**Material for this exercise**

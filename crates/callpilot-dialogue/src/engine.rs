//! The turn engine: pure decisions over (script, position, reply).

use crate::classify::classify_intent;
use crate::DialogueError;
use callpilot_types::{BotScript, CallDirective, DialogueAction, Intent};
use serde::{Deserialize, Serialize};

/// What the bot says when it gives up on a call.
const GOODBYE: &str = "Okay, ending the call. Have a great day!";

/// What the bot says when handing off to a human.
const HANDOFF: &str = "Transferring you to a live agent...";

/// What the bot says when it could not understand the reply.
const REPROMPT: &str = "Sorry, I didn't understand that.";

/// Engine tunables.
#[derive(Debug, Clone, Copy, Deserialize)]
#[serde(default)]
pub struct EngineConfig {
    /// Consecutive unrecognized replies tolerated before the call ends.
    pub max_reprompts: u32,
}

impl Default for EngineConfig {
    fn default() -> Self {
        Self { max_reprompts: 3 }
    }
}

/// The result of one dialogue turn.
#[derive(Debug, Clone, PartialEq, Serialize)]
pub struct TurnOutcome {
    /// How the reply was classified.
    pub intent: Intent,
    /// The action taken plus what to speak next.
    pub directive: CallDirective,
    /// The script position after this turn.
    pub next_step: usize,
    /// Consecutive-unrecognized counter after this turn.
    pub reprompts: u32,
    /// Whether the conversation is over.
    pub done: bool,
}

/// Decides what a bot does after each customer reply.
#[derive(Debug, Clone, Copy, Default)]
pub struct DialogueEngine {
    config: EngineConfig,
}

impl DialogueEngine {
    pub fn new(config: EngineConfig) -> Self {
        Self { config }
    }

    /// Runs one turn.
    ///
    /// `current_step` is the script line the customer just replied to;
    /// `reprompts` is the consecutive-unrecognized counter carried in the
    /// session.
    ///
    /// # Errors
    ///
    /// Returns `DialogueError::StepOutOfRange` if `current_step` does not
    /// point at a script line.
    pub fn turn(
        &self,
        script: &BotScript,
        current_step: usize,
        reprompts: u32,
        transcript: &str,
    ) -> Result<TurnOutcome, DialogueError> {
        let Some(current_line) = script.line(current_step) else {
            return Err(DialogueError::StepOutOfRange {
                step: current_step,
                len: script.len(),
            });
        };

        let intent = classify_intent(transcript);

        let outcome = match intent {
            Intent::Yes => {
                let next_step = current_step + 1;
                match script.line(next_step) {
                    Some(next_line) => TurnOutcome {
                        intent,
                        directive: CallDirective {
                            action: DialogueAction::Advance,
                            say: Some(next_line.to_string()),
                        },
                        next_step,
                        reprompts: 0,
                        done: false,
                    },
                    // The customer agreed all the way through the script:
                    // they qualified, hand the call to a human.
                    None => TurnOutcome {
                        intent,
                        directive: CallDirective {
                            action: DialogueAction::TransferToAgent,
                            say: Some(HANDOFF.to_string()),
                        },
                        next_step,
                        reprompts: 0,
                        done: true,
                    },
                }
            }
            Intent::No => TurnOutcome {
                intent,
                directive: CallDirective {
                    action: DialogueAction::EndCall,
                    say: Some(GOODBYE.to_string()),
                },
                next_step: current_step,
                reprompts: 0,
                done: true,
            },
            Intent::Repeat => TurnOutcome {
                intent,
                directive: CallDirective {
                    action: DialogueAction::Repeat,
                    say: Some(current_line.to_string()),
                },
                next_step: current_step,
                reprompts: 0,
                done: false,
            },
            Intent::Unrecognized => {
                let reprompts = reprompts + 1;
                if reprompts > self.config.max_reprompts {
                    TurnOutcome {
                        intent,
                        directive: CallDirective {
                            action: DialogueAction::EndCall,
                            say: Some(GOODBYE.to_string()),
                        },
                        next_step: current_step,
                        reprompts,
                        done: true,
                    }
                } else {
                    TurnOutcome {
                        intent,
                        directive: CallDirective {
                            action: DialogueAction::Reprompt,
                            say: Some(REPROMPT.to_string()),
                        },
                        next_step: current_step,
                        reprompts,
                        done: false,
                    }
                }
            }
        };

        Ok(outcome)
    }
}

**Problem details**
Exactly as written, give the records again.

**Written answer**
filename crates/callpilot-dialogue/src/engine.rs
//! The turn engine: pure decisions over (script, position, reply).

use crate::classify::classify_intent;
use crate::DialogueError;
use callpilot_types::{BotScript, CallDirective, DialogueAction, Intent};
use serde::{Deserialize, Serialize};

/// What the bot says when it gives up on a call.
const GOODBYE: &str = "Okay, ending the call. Have a great day!";

/// What the bot says when handing off to a human.
const HANDOFF: &str = "Transferring you to a live agent...";

/// What the bot says when it could not understand the reply.
const REPROMPT: &str = "Sorry, I didn't understand that.";

/// Engine tunables.
#[derive(Debug, Clone, Copy, Deserialize)]
#[serde(default)]
pub struct EngineConfig {
    /// Consecutive unrecognized replies tolerated before the call ends.
    pub max_reprompts: u32,
}

impl Default for EngineConfig {
    fn default() -> Self {
        Self { max_reprompts: 3 }
    }
}

/// The result of one dialogue turn.
#[derive(Debug, Clone, PartialEq, Serialize)]
pub struct TurnOutcome {
    /// How the reply was classified.
    pub intent: Intent,
    /// The action taken plus what to speak next.
    pub directive: CallDirective,
    /// The script position after this turn.
    pub next_step: usize,
    /// Consecutive-unrecognized counter after this turn.
    pub reprompts: u32,
    /// Whether the conversation is over.
    pub done: bool,
}

/// Decides what a bot does after each customer reply.
#[derive(Debug, Clone, Copy, Default)]
pub struct DialogueEngine {
    config: EngineConfig,
}

impl DialogueEngine {
    pub fn new(config: EngineConfig) -> Self {
        Self { config }
    }

    /// Runs one turn.
    ///
    /// `current_step` is the script line the customer just replied to;
    /// `reprompts` is the consecutive-unrecognized counter carried in the
    /// session.
    ///
    /// # Errors
    ///
    /// Returns `DialogueError::StepOutOfRange` if `current_step` does not
    /// point at a script line.
    pub fn turn(
        &self,
        script: &BotScript,
        current_step: usize,
        reprompts: u32,
        transcript: &str,
    ) -> Result<TurnOutcome, DialogueError> {
        let Some(current_line) = script.line(current_step) else {
            return Err(DialogueError::StepOutOfRange {
                step: current_step,
                len: script.len(),
            });
        };

        let intent = classify_intent(transcript);

        let outcome = match intent {
            Intent::Yes => {
                let next_step = current_step + 1;
                match script.line(next_step) {
                    Some(next_line) => TurnOutcome {
                        intent,
                        directive: CallDirective {
                            action: DialogueAction::Advance,
                            say: Some(next_line.to_string()),
                        },
                        next_step,
                        reprompts: 0,
                        done: false,
                    },
                    // The customer agreed all the way through the script:
                    // they qualified, hand the call to a human.
                    None => TurnOutcome {
                        intent,
                        directive: CallDirective {
                            action: DialogueAction::TransferToAgent,
                            say: Some(HANDOFF.to_string()),
                        },
                        next_step,
                        reprompts: 0,
                        done: true,
                    },
                }
            }
            Intent::No => TurnOutcome {
                intent,
                directive: CallDirective {
                    action: DialogueAction::EndCall,
                    say: Some(GOODBYE.to_string()),
                },
                next_step: current_step,
                reprompts: 0,
                done: true,
            },
            Intent::Repeat => TurnOutcome {
                intent,
                directive: CallDirective {
                    action: DialogueAction::Repeat,
                    say: Some(current_line.to_string()),
                },
                next_step: current_step,
                reprompts: 0,
                done: false,
            },
            Intent::Unrecognized => {
                let reprompts = reprompts + 1;
                if reprompts > self.config.max_reprompts {
                    TurnOutcome {
                        intent,
                        directive: CallDirective {
                            action: DialogueAction::EndCall,
                            say: Some(GOODBYE.to_string()),
                        },
                        next_step: current_step,
                        reprompts,
                        done: true,
                    }
                } else {
                    TurnOutcome {
                        intent,
                        directive: CallDirective {
                            action: DialogueAction::Reprompt,
                            say: Some(REPROMPT.to_string()),
                        },
                        next_step: current_step,
                        reprompts,
                        done: false,
                    }
                }
            }
        };

        Ok(outcome)
    }
}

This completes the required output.